The three energy coordinates of the plane of the electromagnetic interaction space of this spiral constitute the lowest energy level.  Each coordinate of this space represents a plane orthogonal to other coordinates - planes.  So one of these orthogonal coordinate planes corresponds to the magnetic field inductance B, the second coordinate plane corresponds to the magnetic field strength H, and the third coordinate is the electric field strength plane.  The space of electromagnetic interactions is the four-dimensional energy space closest to us.  At the same time, the transition from the four-dimensional space of existence of particles in their energy space to our three-dimensional space has characteristics that are associated with Planck's constant h and the gravitational constant G.  In addition to the space of electromagnetic interaction with the three plane coordinates mentioned above, there is also a space of strong interactions with three plane coordinates: the Baryon number plane, the Charm plane, and the Truth plane.  There is also a space of weak interactions with three coordinate planes: the Lepton Number plane, the Strangeness plane, and the Charm plane.    A spatial energy spiral with transitions between electromagnetic, strong and weak interactions is shown in Fig. 2.
 
 When you rotate 360° in this energy spiral, the properties of the space in the energy spiral change.   These are different properties of the energy Archimedean spiral and have the properties of spaces of electromagnetic, strong and weak interactions.  We can say that spin is a consequence of the transition of the properties of the four-dimensional space of existence of particles with a large number of degrees of freedom into our three-dimensional space with fewer degrees of freedom.  Let me remind you that in four-dimensional space, rotation is determined by six angular parameters and four spatial coordinates.  In three-dimensional space, rotation is determined by three angular parameters and three spatial coordinates.  Therefore, the spins of the particles have the form of spirals of the left or right direction of rotation.   When moving into three-dimensional space from the four-dimensional space of particle existence, spin has the form of a coiled Mobius filament with its rotation angle by the Weinberg angle Q_W.  The value of Planck's constant h corresponds to the step of the last turn of the spatial Archimedean spiral "a" in the horizontal direction when exiting four-dimensional space into our three-dimensional space.    The value of the gravitational constant G corresponds to the step of the last turn of the spatial Archimedean spiral in the vertical direction when exiting four-dimensional space into our three-dimensional space.  ( Shown in Figure 2 ).
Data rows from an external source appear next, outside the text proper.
use std::fmt::Write;

use crate::compass::PLACEHOLDER;
use crate::view::DashboardView;

/// Width of the longest bar in the day chart.
const CHART_WIDTH: usize = 40;

/// Renders the view model as a plain-text dashboard for a terminal.
pub fn render_text(view: &DashboardView) -> String {
    let mut out = String::new();

    // Writing into a String cannot fail
    let _ = writeln!(out, "{}  |  {}  |  {}", view.models_badge, view.snapshot_badge, view.reliability_badge);
    let _ = writeln!(out);
    let _ = writeln!(
        out,
        "Now: {}   {}   Gustiness {}",
        view.kpis.wind, view.kpis.direction, view.kpis.gustiness
    );
    let _ = writeln!(out);

    let _ = writeln!(out, "Next hours");
    if view.next_hours.is_empty() {
        let _ = writeln!(out, "  {PLACEHOLDER}");
    } else {
        let _ = writeln!(
            out,
            "  {:<6} {:>9} {:>9}  {:<18} {:>11}",
            "Time", "Wind", "Gust", "Direction", "Reliability"
        );
        for row in &view.next_hours {
            let _ = writeln!(
                out,
                "  {:<6} {:>9} {:>9}  {:<18} {:>11}",
                row.label, row.wind, row.gust, row.direction, row.reliability
            );
        }
    }
    let _ = writeln!(out);

    let _ = writeln!(out, "Today (wind = '#', gusts = '+')");
    if view.day_chart.is_empty() {
        let _ = writeln!(out, "  {PLACEHOLDER}");
        return out;
    }

    let peak = view
        .day_chart
        .gust
        .iter()
        .chain(&view.day_chart.wind)
        .copied()
        .fold(0.0_f64, f64::max);
    for (i, label) in view.day_chart.labels.iter().enumerate() {
        let wind = view.day_chart.wind[i];
        let gust = view.day_chart.gust[i];
        let _ = writeln!(
            out,
            "  {:>2}  {:<width$} {:>5.1} / {:<5.1} {}",
            label,
            bar(wind, gust, peak),
            wind,
            gust,
            view.day_chart.details[i],
            width = CHART_WIDTH
        );
    }
    out
}

fn bar(wind: f64, gust: f64, peak: f64) -> String {
    if peak <= 0.0 {
        return String::new();
    }
    let scale = |v: f64| ((v.max(0.0) / peak) * CHART_WIDTH as f64).round() as usize;
    let wind_len = scale(wind).min(CHART_WIDTH);
    let gust_len = scale(gust).clamp(wind_len, CHART_WIDTH);
    format!("{}{}", "#".repeat(wind_len), "+".repeat(gust_len - wind_len))
}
Due to the properties of the energetic Archimedean spiral described above, ±W bosons and Z bosons are the result of the decay of unstable particles of a higher energy level to particles of a lower energy level.  In this case, energy is released in the form of ± W boson or Z boson .    In this case, the energy transition occurs along a turn of the energy Archimedean spiral, and as a result, ±W bosons decay into an electron and an antineutrino or a positron and a neutrino at the lowest energy level of ± W boson.  At the lowest energy level, the Z boson decays into quark–antiquark forming mesons.    ± W bosons correspond to the transition along the spiral of the energy spiral, when the sum of the turns of the spiral direction ( left or right spiral )   plus the direction of rotation at the Weinberg angle Q_W have one direction .  In this case, the left direction corresponds to the -W boson, and the right direction corresponds to the +W boson.  The transition along the energy turn of the Archimedean spiral, when the sum of the turns of the spiral direction ( left or right spiral) plus the direction of rotation by the Weinberg angle have a different direction, leads to the formation of a Z-boson, the electric charge of which is zero.